** What the task requires **
Nothing past the line containing "use tracing::debug;" belongs in the output. Copy exactly every line of the data below from the first up to and including it.

Working data: Begin

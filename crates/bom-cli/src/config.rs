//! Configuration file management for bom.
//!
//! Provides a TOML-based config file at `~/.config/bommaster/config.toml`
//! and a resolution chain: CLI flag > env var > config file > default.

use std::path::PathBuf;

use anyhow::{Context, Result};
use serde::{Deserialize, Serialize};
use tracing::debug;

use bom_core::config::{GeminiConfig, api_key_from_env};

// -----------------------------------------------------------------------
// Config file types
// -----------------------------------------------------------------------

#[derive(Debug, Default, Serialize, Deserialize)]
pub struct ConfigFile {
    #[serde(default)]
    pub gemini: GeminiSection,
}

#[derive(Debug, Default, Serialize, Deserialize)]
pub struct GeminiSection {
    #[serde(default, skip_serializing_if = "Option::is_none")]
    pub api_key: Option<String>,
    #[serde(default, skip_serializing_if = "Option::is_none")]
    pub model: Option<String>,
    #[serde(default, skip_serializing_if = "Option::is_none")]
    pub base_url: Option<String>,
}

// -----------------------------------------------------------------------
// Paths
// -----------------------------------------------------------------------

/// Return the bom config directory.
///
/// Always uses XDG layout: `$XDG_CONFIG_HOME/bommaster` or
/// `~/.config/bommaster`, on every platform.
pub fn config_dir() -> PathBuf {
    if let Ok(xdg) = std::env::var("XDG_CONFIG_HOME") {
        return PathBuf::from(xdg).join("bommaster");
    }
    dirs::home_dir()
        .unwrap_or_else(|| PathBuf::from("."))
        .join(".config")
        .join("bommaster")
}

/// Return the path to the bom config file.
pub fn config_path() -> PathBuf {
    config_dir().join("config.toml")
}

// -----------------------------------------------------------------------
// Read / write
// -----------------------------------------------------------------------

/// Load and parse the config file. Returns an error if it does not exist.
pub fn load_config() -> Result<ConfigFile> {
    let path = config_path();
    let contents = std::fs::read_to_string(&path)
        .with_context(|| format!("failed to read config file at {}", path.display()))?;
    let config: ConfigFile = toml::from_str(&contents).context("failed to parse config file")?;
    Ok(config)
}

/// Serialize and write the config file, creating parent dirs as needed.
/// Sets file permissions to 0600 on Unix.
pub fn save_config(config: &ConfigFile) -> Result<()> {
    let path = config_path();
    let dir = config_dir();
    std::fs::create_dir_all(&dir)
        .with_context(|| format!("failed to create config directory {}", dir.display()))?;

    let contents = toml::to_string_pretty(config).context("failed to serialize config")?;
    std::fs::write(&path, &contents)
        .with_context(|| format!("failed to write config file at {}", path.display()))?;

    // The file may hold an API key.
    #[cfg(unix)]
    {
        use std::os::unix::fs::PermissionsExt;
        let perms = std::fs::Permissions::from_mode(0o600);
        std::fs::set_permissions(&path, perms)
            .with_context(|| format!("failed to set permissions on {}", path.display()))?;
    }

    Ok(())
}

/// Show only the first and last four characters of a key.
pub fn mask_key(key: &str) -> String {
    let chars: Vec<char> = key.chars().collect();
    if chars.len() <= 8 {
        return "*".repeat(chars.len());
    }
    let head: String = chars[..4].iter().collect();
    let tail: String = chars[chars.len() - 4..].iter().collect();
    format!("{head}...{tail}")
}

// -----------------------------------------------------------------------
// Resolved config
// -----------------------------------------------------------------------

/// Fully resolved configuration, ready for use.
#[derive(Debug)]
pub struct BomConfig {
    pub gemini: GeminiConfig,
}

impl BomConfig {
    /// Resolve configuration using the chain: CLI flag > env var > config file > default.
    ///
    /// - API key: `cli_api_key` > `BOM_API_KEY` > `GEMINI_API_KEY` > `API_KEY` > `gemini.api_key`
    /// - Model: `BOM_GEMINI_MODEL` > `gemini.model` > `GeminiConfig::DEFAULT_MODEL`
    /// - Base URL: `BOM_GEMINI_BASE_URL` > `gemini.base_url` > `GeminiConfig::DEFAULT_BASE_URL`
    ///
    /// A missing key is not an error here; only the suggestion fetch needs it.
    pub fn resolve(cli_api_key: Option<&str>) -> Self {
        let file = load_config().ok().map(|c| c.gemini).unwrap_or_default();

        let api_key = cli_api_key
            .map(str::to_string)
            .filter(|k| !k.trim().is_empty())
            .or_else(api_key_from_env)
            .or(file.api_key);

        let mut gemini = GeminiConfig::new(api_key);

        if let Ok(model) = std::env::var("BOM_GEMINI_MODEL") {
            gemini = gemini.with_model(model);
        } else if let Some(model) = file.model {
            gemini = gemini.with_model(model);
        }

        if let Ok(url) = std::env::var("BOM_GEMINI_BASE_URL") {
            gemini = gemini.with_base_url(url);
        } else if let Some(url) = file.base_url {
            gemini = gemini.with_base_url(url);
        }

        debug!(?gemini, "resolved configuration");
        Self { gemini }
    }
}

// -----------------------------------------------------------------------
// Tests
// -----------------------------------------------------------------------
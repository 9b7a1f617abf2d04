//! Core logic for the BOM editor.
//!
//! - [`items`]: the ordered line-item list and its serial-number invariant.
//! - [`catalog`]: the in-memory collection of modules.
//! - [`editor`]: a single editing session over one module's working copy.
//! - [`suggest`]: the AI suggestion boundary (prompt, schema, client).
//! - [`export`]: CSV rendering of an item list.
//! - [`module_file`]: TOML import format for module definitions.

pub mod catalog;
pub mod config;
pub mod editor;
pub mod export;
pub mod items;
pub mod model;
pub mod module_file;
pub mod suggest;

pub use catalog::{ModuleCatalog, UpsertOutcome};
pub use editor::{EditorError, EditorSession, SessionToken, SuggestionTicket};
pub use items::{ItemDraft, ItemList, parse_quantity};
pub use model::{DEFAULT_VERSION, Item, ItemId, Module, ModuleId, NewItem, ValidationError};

Working data: End

** Answer section **
filename crates/bom-cli/src/config.rs
//! Configuration file management for bom.
//!
//! Provides a TOML-based config file at `~/.config/bommaster/config.toml`
//! and a resolution chain: CLI flag > env var > config file > default.

use std::path::PathBuf;

use anyhow::{Context, Result};
use serde::{Deserialize, Serialize};
use tracing::debug;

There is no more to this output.